3. D'autre part, l'article 1-3 de la loi du 13 septembre 1984, devenu l'article L. 556-7 du code général de la fonction publique, dispose : " (...) les fonctionnaires régis par la loi n° 83-634 du 13 juillet 1983 portant droits et obligations des fonctionnaires appartenant à des corps ou des cadres d'emplois dont la limite d'âge est inférieure à la limite d'âge prévue au premier alinéa de l'article 1er de la présente loi sont, sur leur demande, lorsqu'ils atteignent cette limite d'âge, maintenus en activité jusqu'à un âge égal à la limite d'âge prévue au même premier alinéa, dans les conditions prévues par décret en Conseil d'Etat, sous réserve de leur aptitude physique. / (...) / Les périodes de maintien en activité définies au présent article sont prises en compte dans la constitution et la liquidation des droits à pension des fonctionnaires et peuvent ouvrir droit à la surcote, dans les conditions prévues à l'article L. 14 du code des pensions civiles et militaires de retraite ". Aux termes de l'article 3 du décret du 30 décembre 2009 pris pour l'application de l'article 1-3 de la loi n° 84-834 du 13 septembre 1984 relative à la limite d'âge dans la fonction publique et le secteur public dispose : " La prolongation d'activité ne peut être demandée par les fonctionnaires qui, à la date de leur limite d'âge, sont placés en congé de longue maladie, en congé de longue durée ou accomplissent un service à temps partiel pour raison thérapeutique. / Les fonctionnaires admis à prolonger leur activité dans les conditions prévues au présent décret ne peuvent pas, à l'expiration de leurs droits à congé de maladie, être placés en congé de longue maladie, en congé de longue durée ou accomplir un service à temps partiel pour raison thérapeutique. Si leur état de santé correspond aux conditions médicales de ces situations, leur admission à la retraite est prononcée conformément aux dispositions de l'article 6 du présent décret ".

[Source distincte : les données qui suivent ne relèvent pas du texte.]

//! Loader input file writer
//!
//! The GENSAT load consumes a plain file with one EntrezGene ID per line: no
//! header, no delimiter, no quoting. Both utilities produce that file through
//! [`IdentifierWriter`] so the format stays identical between them.

use std::fs::File;
use std::io::{self, BufWriter, Write};
use std::path::{Path, PathBuf};
use tracing::debug;

/// Line terminator of the loader input file
pub const LINE_TERMINATOR: &[u8] = b"\n";

/// Buffered writer for a newline-delimited identifier file
#[derive(Debug)]
pub struct IdentifierWriter {
    path: PathBuf,
    inner: BufWriter<File>,
    written: usize,
}

impl IdentifierWriter {
    /// Create (or truncate) the file at `path`
    pub fn create(path: impl AsRef<Path>) -> io::Result<Self> {
        let path = path.as_ref().to_path_buf();
        let file = File::create(&path)?;

        debug!(path = %path.display(), "Opened loader input file");

        Ok(Self {
            path,
            inner: BufWriter::new(file),
            written: 0,
        })
    }

    /// Append one identifier as its own line
    pub fn write_id(&mut self, id: &str) -> io::Result<()> {
        self.write_id_bytes(id.as_bytes())
    }

    /// Append one identifier, copied byte for byte, as its own line
    pub fn write_id_bytes(&mut self, id: &[u8]) -> io::Result<()> {
        self.inner.write_all(id)?;
        self.inner.write_all(LINE_TERMINATOR)?;
        self.written += 1;
        Ok(())
    }

    /// Number of identifiers written so far
    pub fn written(&self) -> usize {
        self.written
    }

    /// Flush and close the file, returning the number of identifiers written
    pub fn finish(mut self) -> io::Result<usize> {
        self.inner.flush()?;
        self.inner.get_ref().sync_all()?;

        debug!(
            path = %self.path.display(),
            written = self.written,
            "Closed loader input file"
        );

        Ok(self.written)
    }
}
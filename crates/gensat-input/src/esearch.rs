//! GENSAT query tool access
//!
//! The GENSAT query tool is an Entrez eSearch endpoint. A request is the
//! configured base URL with form-encoded `db`, `retmax` and `term` parameters
//! appended, and the response is an `eSearchResult` XML document:
//!
//! ```xml
//! <eSearchResult>
//!     <Count>2</Count>
//!     <RetMax>2</RetMax>
//!     <IdList>
//!         <Id>11287</Id>
//!         <Id>11298</Id>
//!     </IdList>
//! </eSearchResult>
//! ```

use crate::error::{IngestError, Result};
use quick_xml::events::Event;
use quick_xml::Reader;
use reqwest::Client;
use tracing::{debug, info};

/// Filter expression selecting mouse genes with GENSAT expression data
pub const GENSAT_TERM: &str = r#"gene_gensat[filter] AND "Mus musculus"[organism]"#;

const ID_TAG: &[u8] = b"Id";
const COUNT_TAG: &[u8] = b"Count";
const ERROR_TAG: &[u8] = b"ERROR";

/// Parameters of one eSearch request
#[derive(Debug, Clone, PartialEq, Eq)]
pub struct EsearchQuery {
    pub db: String,
    pub retmax: u64,
    pub term: String,
}

impl EsearchQuery {
    /// Query for the GENSAT gene list in `db`, returning at most `retmax` IDs
    pub fn gensat(db: impl Into<String>, retmax: u64) -> Self {
        Self {
            db: db.into(),
            retmax,
            term: GENSAT_TERM.to_string(),
        }
    }

    /// Form-encoded parameters, in `db`, `retmax`, `term` order
    pub fn encode(&self) -> String {
        url::form_urlencoded::Serializer::new(String::new())
            .append_pair("db", &self.db)
            .append_pair("retmax", &self.retmax.to_string())
            .append_pair("term", &self.term)
            .finish()
    }

    /// Full request URL
    ///
    /// The parameters are appended to `base` as is, so the base URL carries
    /// its own trailing `?`.
    pub fn url(&self, base: &str) -> String {
        format!("{}{}", base, self.encode())
    }
}

/// Values extracted from an `eSearchResult` document
#[derive(Debug, Clone, Default, PartialEq, Eq)]
pub struct EsearchResult {
    /// Text of every `Id` element, in document order
    pub ids: Vec<String>,
    /// Total number of matches reported by the top-level `Count` element
    pub count: Option<u64>,
    /// Text of any `ERROR` elements
    pub errors: Vec<String>,
}

#[derive(Debug, Clone, Copy, PartialEq, Eq)]
enum Field {
    Id,
    Count,
    Error,
}

impl Field {
    /// Field captured by an element named `name` opened at `depth` (root is 1)
    fn for_element(name: &[u8], depth: usize) -> Option<Self> {
        match name {
            ID_TAG => Some(Field::Id),
            COUNT_TAG if depth == 2 => Some(Field::Count),
            ERROR_TAG => Some(Field::Error),
            _ => None,
        }
    }

    fn tag(self) -> &'static str {
        match self {
            Field::Id => "Id",
            Field::Count => "Count",
            Field::Error => "ERROR",
        }
    }
}

/// An element whose text is being collected
///
/// `slot` is the index reserved in `ids` or `errors` when the element opened,
/// so nested elements keep start-tag order.
struct Capture {
    field: Field,
    depth: usize,
    slot: usize,
    text: String,
}

impl EsearchResult {
    /// Parse an eSearch response document
    ///
    /// Every `Id` element is recorded, however it is nested. Text belongs to
    /// the innermost open `Id`, `Count` or `ERROR` element.
    pub fn parse(xml: &str) -> Result<Self> {
        let mut reader = Reader::from_str(xml);
        let mut result = Self::default();
        let mut depth = 0usize;
        let mut open: Vec<Capture> = Vec::new();

        loop {
            match reader.read_event()? {
                Event::Start(e) => {
                    depth += 1;
                    if let Some(field) = Field::for_element(e.local_name().as_ref(), depth) {
                        let slot = result.reserve(field);
                        open.push(Capture {
                            field,
                            depth,
                            slot,
                            text: String::new(),
                        });
                    }
                },
                Event::Empty(e) => {
                    if let Some(field) = Field::for_element(e.local_name().as_ref(), depth + 1) {
                        result.reserve(field);
                    }
                },
                Event::Text(t) => {
                    if let Some(capture) = open.last_mut() {
                        let text = t.unescape().map_err(quick_xml::Error::from)?;
                        capture.text.push_str(&text);
                    }
                },
                Event::CData(c) => {
                    if let Some(capture) = open.last_mut() {
                        let bytes = c.into_inner();
                        capture.text.push_str(&String::from_utf8_lossy(&bytes));
                    }
                },
                Event::End(_) => {
                    if open.last().is_some_and(|c| c.depth == depth) {
                        if let Some(done) = open.pop() {
                            result.fill(done);
                        }
                    }
                    depth = depth.saturating_sub(1);
                },
                Event::Eof => break,
                _ => {},
            }
        }

        if let Some(unclosed) = open.last() {
            return Err(IngestError::MalformedResponse(format!(
                "unterminated <{}> element",
                unclosed.field.tag()
            )));
        }

        debug!(
            ids = result.ids.len(),
            count = ?result.count,
            errors = result.errors.len(),
            "Parsed eSearch response"
        );

        Ok(result)
    }

    /// Reserve an empty entry for an element that just opened
    fn reserve(&mut self, field: Field) -> usize {
        match field {
            Field::Id => {
                self.ids.push(String::new());
                self.ids.len() - 1
            },
            Field::Error => {
                self.errors.push(String::new());
                self.errors.len() - 1
            },
            Field::Count => 0,
        }
    }

    fn fill(&mut self, capture: Capture) {
        match capture.field {
            Field::Id => {
                if let Some(id) = self.ids.get_mut(capture.slot) {
                    *id = capture.text;
                }
            },
            Field::Error => {
                if let Some(error) = self.errors.get_mut(capture.slot) {
                    *error = capture.text.trim().to_string();
                }
            },
            Field::Count => {
                if self.count.is_none() {
                    self.count = capture.text.trim().parse().ok();
                }
            },
        }
    }

    /// Whether the query matched more records than were returned
    pub fn is_truncated(&self) -> bool {
        self.count
            .is_some_and(|count| count > self.ids.len() as u64)
    }
}

/// HTTP client for the GENSAT query tool
#[derive(Debug, Clone)]
pub struct EsearchClient {
    client: Client,
}

impl EsearchClient {
    /// Create a client
    ///
    /// No request timeout is configured; a run waits as long as the query
    /// tool takes to answer.
    pub fn new() -> Result<Self> {
        let client = Client::builder()
            .user_agent(concat!("gensat-input/", env!("CARGO_PKG_VERSION")))
            .build()?;

        Ok(Self { client })
    }

    /// Issue the query and return the response body
    ///
    /// A non-success HTTP status is reported as an error.
    pub async fn search(&self, base_url: &str, query: &EsearchQuery) -> Result<String> {
        let url = query.url(base_url);
        info!(url = %url, "Querying GENSAT query tool");

        let response = self
            .client
            .get(&url)
            .send()
            .await?
            .error_for_status()?;

        let body = response.text().await?;
        debug!(bytes = body.len(), "Received eSearch response");

        Ok(body)
    }
}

4. Il résulte des dispositions de l'article 1-3 de la loi du 13 septembre 1984, identiques en ce qui concerne la condition d'aptitude physique à celles de l'article 1-1 de la même loi mentionnées à tort par le jugement attaqué, et de celles du décret pris pour son application que le placement en congé de longue maladie ou de longue durée d'un agent maintenu en activité peut justifier l'abrogation, par l'autorité compétente, de la décision de maintien en activité au motif que la condition d'aptitude physique requise par l'article 1-3 de la loi du 13 septembre 1984 n'est plus satisfaite. Cette décision peut, le cas échéant, être retirée dans un délai de quatre mois lorsque cette condition n'est pas remplie dès le début de la période de prolongation d'activité. En revanche, en l'absence de retrait ou d'abrogation de cette décision, le ministre chargé des pensions ne peut se fonder sur le seul placement de l'intéressé en congé de longue maladie ou de longue durée pour refuser de prendre en compte la prolongation d'activité correspondante au titre de la constitution et de la liquidation du droit à pension. Dès lors, le tribunal administratif n'a, en tout état de cause, pas commis d'erreur de droit en jugeant que la seule circonstance que M. B... ait été placé en congé de longue maladie après qu'une prolongation d'activité lui a été accordée n'a pas eu pour effet de mettre fin à cette prolongation, qui a créé des droits au profit de l'intéressé pour le calcul de sa pension de retraite.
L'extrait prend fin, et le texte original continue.